For this study, we focused on identifying broader patterns of prediction and the overall robustness of a model developed from a large-scale representation of the population. Nonetheless, we recognize the importance of developing models that account for time-varying factors and future work will examine their impact on model performance. For example, we will discern the model impact of early/late ASD detection by widening (> 5 years) or narrowing (< 5 years) the window of time considered for maximum follow-up. To investigate model performance in accordance to the quality of data available at specific snapshots in time, future research will also consider stratification by year of birth as part of a leave-one-year-out cross-validation approach for model training.

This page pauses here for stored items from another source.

use super::Span;
use crate::addressing::{self, AddressKind, AddressingError, Boundary};
use crate::tree::{Affinity, DocumentTree, NodeId};

/// Translates between persisted boundaries and global offsets.
pub trait Locator {
    /// Global offset of a boundary, `None` on a decode miss.
    fn offset_of(&self, boundary: &Boundary) -> Option<usize>;

    /// Boundary for a global offset.
    fn boundary_at(&self, offset: usize, affinity: Affinity) -> Result<Boundary, AddressingError>;

    /// Document text covered by a span.
    fn text_in(&self, span: Span) -> String;
}

/// [`Locator`] over a structurally original (reverted) document tree.
#[derive(Debug, Clone, Copy)]
pub struct TreeLocator<'a> {
    tree: &'a DocumentTree,
    root: NodeId,
    kind: AddressKind,
}

impl<'a> TreeLocator<'a> {
    pub fn new(tree: &'a DocumentTree, root: NodeId, kind: AddressKind) -> Self {
        Self { tree, root, kind }
    }

    pub fn kind(&self) -> AddressKind {
        self.kind
    }
}

impl Locator for TreeLocator<'_> {
    fn offset_of(&self, boundary: &Boundary) -> Option<usize> {
        let position = addressing::decode_boundary(self.tree, boundary, self.root)?;
        self.tree.global_offset(self.root, position)
    }

    fn boundary_at(&self, offset: usize, affinity: Affinity) -> Result<Boundary, AddressingError> {
        let position = self
            .tree
            .position_at(self.root, offset, affinity)
            .ok_or(AddressingError::NoTextAt(offset))?;
        addressing::encode_position(self.tree, position, self.root, self.kind)
    }

    fn text_in(&self, span: Span) -> String {
        self.tree.text_between(self.root, span.start, span.end)
    }
}

#[cfg(test)]
mod tests {
    use super::*;
    use crate::html::parse_html;
    use pretty_assertions::assert_eq;
    use rstest::rstest;

    #[rstest]
    #[case(AddressKind::Path, 4, Affinity::Forward, "p:1/b:1/#text:1", 0)]
    #[case(AddressKind::Path, 4, Affinity::Backward, "p:1/#text:1", 4)]
    #[case(AddressKind::Query, 8, Affinity::Backward, "/p[1]/text()[2]", 1)]
    fn test_boundary_at(
        #[case] kind: AddressKind,
        #[case] offset: usize,
        #[case] affinity: Affinity,
        #[case] address: &str,
        #[case] local: usize,
    ) {
        let tree = parse_html("<p>one <b>two</b> three</p>");
        let locator = TreeLocator::new(&tree, tree.root(), kind);

        let boundary = locator.boundary_at(offset, affinity).unwrap();

        assert_eq!(boundary.address.to_string(), address);
        assert_eq!(boundary.offset, local);
        assert_eq!(locator.offset_of(&boundary), Some(offset));
    }

    #[test]
    fn test_boundary_past_end_fails() {
        let tree = parse_html("<p>abc</p>");
        let locator = TreeLocator::new(&tree, tree.root(), AddressKind::Path);
        assert_eq!(
            locator.boundary_at(4, Affinity::Forward),
            Err(AddressingError::NoTextAt(4))
        );
    }

    #[test]
    fn test_text_in_crosses_elements() {
        let tree = parse_html("<p>one <b>two</b> three</p>");
        let locator = TreeLocator::new(&tree, tree.root(), AddressKind::Path);
        assert_eq!(locator.text_in(Span::new(2, 9)), "e two t");
    }
}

Additional future work will seek to improve performance and identify new datasets for predicting ASD via our framework. Universal screens must limit the number of features considered by the model to those most reliable and impactful to consistently distinguishing ASD in young children. Thus, future will work will also apply an ablation-like approach to ensure that we develop and implement a model for which the data is reliably collected, and the clinical relevance of the features are well-understood. Ultimately, such an AI-based ASD screen will have the potential for deployment and use as a clinical decision support system, as depicted in Fig. 1D. Additionally, the methodology and framework developed within this study could be applied to other complex neurodevelopmental conditions, towards a multi-condition screening framework.

Conclusion

This study demonstrates the feasibility of applying ML models to population-based and routinely collected health information to systematically identify young children who are likely to develop ASD. Evaluated on a fully independent dataset representative of a general population sample, our model’s reported sensitivity of 70.9%, specificity of 56.9%, and AUROC of 69.6% suggest that our ensemble transformer model is a promising candidate for population-based ASD screening. Early identification through this method could facilitate comprehensive and timely assessment for ASD, ensuring prompt diagnosis and faster access to resources, support, or therapy.